Of all the lines in the records below, copy only those that contain the string "ApproachConfig".

Stored data:
== Segment start ==

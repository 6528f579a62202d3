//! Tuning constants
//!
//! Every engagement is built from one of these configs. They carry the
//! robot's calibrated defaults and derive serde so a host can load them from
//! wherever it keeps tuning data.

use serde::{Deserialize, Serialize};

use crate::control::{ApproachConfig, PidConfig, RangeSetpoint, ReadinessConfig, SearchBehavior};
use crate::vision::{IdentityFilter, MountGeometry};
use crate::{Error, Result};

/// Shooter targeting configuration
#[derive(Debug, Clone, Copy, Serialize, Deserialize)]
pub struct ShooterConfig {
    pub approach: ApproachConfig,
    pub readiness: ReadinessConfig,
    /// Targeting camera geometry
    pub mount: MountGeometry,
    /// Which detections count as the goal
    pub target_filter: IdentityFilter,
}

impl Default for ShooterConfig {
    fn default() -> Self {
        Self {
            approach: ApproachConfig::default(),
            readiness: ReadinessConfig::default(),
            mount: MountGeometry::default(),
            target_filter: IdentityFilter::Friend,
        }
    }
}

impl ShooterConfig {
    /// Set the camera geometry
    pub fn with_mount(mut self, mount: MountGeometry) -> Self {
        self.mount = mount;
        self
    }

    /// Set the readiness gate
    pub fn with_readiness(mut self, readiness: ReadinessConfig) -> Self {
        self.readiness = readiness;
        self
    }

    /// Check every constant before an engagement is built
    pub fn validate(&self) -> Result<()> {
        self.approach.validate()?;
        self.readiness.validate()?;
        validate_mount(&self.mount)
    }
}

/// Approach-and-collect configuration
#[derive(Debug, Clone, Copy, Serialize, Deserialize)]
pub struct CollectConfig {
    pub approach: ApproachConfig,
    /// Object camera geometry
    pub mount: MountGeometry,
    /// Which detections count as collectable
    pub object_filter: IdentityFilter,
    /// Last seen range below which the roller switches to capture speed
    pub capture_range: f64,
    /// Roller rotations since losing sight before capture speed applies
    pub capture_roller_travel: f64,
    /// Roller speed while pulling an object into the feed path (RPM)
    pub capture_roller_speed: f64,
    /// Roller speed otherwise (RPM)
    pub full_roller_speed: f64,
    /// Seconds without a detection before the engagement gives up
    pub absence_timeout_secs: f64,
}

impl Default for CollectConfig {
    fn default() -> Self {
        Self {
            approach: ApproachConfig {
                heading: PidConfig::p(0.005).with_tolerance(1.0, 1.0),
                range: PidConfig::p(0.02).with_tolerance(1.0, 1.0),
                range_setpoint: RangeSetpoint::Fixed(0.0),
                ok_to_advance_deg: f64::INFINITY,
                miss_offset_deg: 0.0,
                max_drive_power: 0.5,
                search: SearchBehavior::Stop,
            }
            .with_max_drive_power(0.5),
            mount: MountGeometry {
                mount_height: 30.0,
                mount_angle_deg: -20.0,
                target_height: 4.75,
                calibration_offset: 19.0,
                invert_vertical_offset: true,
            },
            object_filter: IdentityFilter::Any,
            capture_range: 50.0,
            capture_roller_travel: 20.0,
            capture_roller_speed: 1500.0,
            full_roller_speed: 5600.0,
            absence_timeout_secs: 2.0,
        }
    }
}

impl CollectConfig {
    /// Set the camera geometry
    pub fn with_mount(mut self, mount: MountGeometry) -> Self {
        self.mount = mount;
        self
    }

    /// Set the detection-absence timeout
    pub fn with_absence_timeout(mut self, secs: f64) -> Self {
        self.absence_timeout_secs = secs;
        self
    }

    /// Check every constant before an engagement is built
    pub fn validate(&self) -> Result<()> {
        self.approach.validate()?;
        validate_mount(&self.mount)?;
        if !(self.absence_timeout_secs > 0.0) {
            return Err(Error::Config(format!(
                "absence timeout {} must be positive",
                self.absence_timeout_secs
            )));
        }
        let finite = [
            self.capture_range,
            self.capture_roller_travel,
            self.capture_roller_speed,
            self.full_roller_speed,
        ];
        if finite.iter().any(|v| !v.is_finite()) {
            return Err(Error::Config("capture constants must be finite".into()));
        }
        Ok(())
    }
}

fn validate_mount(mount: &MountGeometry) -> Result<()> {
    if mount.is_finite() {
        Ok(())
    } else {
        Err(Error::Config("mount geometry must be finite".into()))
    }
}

== Segment end ==

- **SOLUTION BELOW**
use crate::control::{ApproachConfig, PidConfig, RangeSetpoint, ReadinessConfig, SearchBehavior};
    pub approach: ApproachConfig,
            approach: ApproachConfig::default(),
    pub approach: ApproachConfig,
            approach: ApproachConfig {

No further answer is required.